Aim of the exercise:
Two lines mark the range in the entries below: the one holding "the Y axis." and the one holding "pub fn new(speed: f32)". Set down those two and all lines between them, exactly.

Start of Working data

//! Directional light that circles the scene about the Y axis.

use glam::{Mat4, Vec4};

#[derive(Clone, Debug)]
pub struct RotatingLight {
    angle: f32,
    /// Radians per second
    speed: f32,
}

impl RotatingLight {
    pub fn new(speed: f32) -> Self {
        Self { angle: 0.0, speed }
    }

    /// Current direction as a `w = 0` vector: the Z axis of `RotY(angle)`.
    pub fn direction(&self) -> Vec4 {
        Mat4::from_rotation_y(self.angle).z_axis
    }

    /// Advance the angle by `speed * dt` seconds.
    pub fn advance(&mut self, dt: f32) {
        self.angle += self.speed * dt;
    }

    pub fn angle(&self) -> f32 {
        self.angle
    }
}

End of Working data
Start of Working data

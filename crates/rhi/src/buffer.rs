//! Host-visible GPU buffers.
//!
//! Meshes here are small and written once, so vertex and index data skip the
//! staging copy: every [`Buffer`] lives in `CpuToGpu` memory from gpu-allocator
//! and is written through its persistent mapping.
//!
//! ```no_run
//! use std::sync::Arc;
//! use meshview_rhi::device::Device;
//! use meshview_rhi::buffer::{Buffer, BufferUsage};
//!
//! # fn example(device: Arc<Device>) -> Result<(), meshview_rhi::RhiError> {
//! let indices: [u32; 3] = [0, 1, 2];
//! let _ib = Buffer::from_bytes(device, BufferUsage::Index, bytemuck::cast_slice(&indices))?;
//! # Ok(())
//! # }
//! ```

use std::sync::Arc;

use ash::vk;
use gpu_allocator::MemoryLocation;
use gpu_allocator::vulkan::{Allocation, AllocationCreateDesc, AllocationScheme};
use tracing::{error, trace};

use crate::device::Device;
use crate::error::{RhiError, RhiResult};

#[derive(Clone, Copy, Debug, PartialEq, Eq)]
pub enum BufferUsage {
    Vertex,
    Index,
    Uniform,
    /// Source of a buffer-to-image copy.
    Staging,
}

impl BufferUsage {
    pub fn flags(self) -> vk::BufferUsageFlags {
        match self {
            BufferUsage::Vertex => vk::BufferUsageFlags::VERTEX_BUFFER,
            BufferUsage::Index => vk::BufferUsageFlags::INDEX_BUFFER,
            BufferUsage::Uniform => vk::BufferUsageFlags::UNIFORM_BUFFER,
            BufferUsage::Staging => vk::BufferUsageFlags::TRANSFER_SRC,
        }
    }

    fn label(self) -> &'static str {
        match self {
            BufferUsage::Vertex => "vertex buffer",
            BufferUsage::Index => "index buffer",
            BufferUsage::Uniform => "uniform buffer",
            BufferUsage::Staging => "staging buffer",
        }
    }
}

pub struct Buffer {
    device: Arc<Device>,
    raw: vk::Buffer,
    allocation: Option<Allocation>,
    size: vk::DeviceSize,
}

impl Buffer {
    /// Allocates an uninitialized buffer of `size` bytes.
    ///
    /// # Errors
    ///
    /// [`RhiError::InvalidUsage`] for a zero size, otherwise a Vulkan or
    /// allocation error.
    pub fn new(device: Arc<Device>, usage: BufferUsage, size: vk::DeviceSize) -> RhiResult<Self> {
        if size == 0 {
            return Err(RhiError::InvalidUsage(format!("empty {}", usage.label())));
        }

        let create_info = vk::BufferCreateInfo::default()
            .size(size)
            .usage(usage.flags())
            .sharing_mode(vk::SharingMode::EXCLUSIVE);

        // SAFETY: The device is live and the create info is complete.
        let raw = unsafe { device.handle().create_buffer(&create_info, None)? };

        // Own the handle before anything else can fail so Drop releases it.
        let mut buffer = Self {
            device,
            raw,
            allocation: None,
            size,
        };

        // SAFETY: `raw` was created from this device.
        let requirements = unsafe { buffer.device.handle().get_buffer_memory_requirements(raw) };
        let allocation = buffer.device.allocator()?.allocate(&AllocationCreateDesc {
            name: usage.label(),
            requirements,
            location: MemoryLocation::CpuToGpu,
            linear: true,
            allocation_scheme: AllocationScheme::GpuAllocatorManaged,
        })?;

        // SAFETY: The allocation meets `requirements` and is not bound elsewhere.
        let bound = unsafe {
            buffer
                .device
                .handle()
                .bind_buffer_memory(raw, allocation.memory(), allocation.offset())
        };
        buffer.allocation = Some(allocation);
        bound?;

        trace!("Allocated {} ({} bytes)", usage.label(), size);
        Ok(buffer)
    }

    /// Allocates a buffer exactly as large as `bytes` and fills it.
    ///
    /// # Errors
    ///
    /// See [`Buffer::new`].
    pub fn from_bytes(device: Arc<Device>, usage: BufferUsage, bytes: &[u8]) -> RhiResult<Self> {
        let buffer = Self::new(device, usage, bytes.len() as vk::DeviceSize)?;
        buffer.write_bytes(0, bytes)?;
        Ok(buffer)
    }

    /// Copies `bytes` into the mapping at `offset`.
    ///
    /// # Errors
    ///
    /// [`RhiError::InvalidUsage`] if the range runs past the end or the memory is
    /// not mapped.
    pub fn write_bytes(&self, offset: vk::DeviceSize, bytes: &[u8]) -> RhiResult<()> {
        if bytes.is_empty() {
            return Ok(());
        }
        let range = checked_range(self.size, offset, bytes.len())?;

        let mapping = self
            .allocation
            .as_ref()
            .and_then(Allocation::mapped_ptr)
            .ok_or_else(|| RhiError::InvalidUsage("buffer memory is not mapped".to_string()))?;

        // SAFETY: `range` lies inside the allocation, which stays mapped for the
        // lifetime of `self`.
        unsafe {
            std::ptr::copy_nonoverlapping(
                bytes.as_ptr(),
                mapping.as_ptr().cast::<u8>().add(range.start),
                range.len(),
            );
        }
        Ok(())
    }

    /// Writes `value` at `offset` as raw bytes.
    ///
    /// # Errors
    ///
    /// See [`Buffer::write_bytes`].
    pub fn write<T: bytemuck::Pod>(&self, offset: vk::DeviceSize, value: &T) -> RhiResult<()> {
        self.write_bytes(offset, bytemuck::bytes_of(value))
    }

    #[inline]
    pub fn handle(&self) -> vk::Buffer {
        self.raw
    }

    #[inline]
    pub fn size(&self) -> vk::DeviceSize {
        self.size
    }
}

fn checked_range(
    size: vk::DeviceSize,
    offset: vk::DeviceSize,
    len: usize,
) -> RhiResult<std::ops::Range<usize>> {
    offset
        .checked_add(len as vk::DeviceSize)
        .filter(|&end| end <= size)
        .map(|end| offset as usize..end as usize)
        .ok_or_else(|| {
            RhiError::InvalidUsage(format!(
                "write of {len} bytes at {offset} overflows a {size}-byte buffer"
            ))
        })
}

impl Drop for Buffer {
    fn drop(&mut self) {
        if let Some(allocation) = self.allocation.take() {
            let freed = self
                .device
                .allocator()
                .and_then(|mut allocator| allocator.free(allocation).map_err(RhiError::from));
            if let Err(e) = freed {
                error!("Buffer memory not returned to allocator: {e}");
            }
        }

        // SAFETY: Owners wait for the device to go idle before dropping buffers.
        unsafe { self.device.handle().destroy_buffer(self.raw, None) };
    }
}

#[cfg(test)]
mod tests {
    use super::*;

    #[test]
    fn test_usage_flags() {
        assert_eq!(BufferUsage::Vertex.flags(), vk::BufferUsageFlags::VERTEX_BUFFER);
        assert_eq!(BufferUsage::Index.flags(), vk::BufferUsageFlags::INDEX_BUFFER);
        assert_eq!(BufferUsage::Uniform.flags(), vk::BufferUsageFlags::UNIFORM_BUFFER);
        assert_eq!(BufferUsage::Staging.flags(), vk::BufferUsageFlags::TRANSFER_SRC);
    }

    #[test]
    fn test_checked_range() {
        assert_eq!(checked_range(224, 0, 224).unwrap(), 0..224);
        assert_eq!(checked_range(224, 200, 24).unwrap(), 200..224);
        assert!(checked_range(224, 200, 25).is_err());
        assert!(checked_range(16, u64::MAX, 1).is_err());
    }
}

End of Working data
Start of Working data

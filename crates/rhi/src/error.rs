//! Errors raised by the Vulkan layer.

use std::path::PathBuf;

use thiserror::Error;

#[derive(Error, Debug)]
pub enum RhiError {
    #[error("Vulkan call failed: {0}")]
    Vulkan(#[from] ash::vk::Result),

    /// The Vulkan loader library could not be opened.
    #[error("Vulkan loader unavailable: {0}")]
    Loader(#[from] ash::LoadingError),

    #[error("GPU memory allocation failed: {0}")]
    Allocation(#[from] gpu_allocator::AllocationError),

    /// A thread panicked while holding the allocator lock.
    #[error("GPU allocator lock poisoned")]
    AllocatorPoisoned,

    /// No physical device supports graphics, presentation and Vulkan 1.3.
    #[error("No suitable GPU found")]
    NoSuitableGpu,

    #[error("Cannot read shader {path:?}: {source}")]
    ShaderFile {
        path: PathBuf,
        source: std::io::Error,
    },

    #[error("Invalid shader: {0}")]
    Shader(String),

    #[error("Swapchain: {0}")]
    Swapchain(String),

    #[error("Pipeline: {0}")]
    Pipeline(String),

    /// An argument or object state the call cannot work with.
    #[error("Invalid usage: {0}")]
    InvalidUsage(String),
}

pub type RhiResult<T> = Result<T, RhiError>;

End of Working data

Solution to this problem:
//! Directional light that circles the scene about the Y axis.

use glam::{Mat4, Vec4};

#[derive(Clone, Debug)]
pub struct RotatingLight {
    angle: f32,
    /// Radians per second
    speed: f32,
}

impl RotatingLight {
    pub fn new(speed: f32) -> Self {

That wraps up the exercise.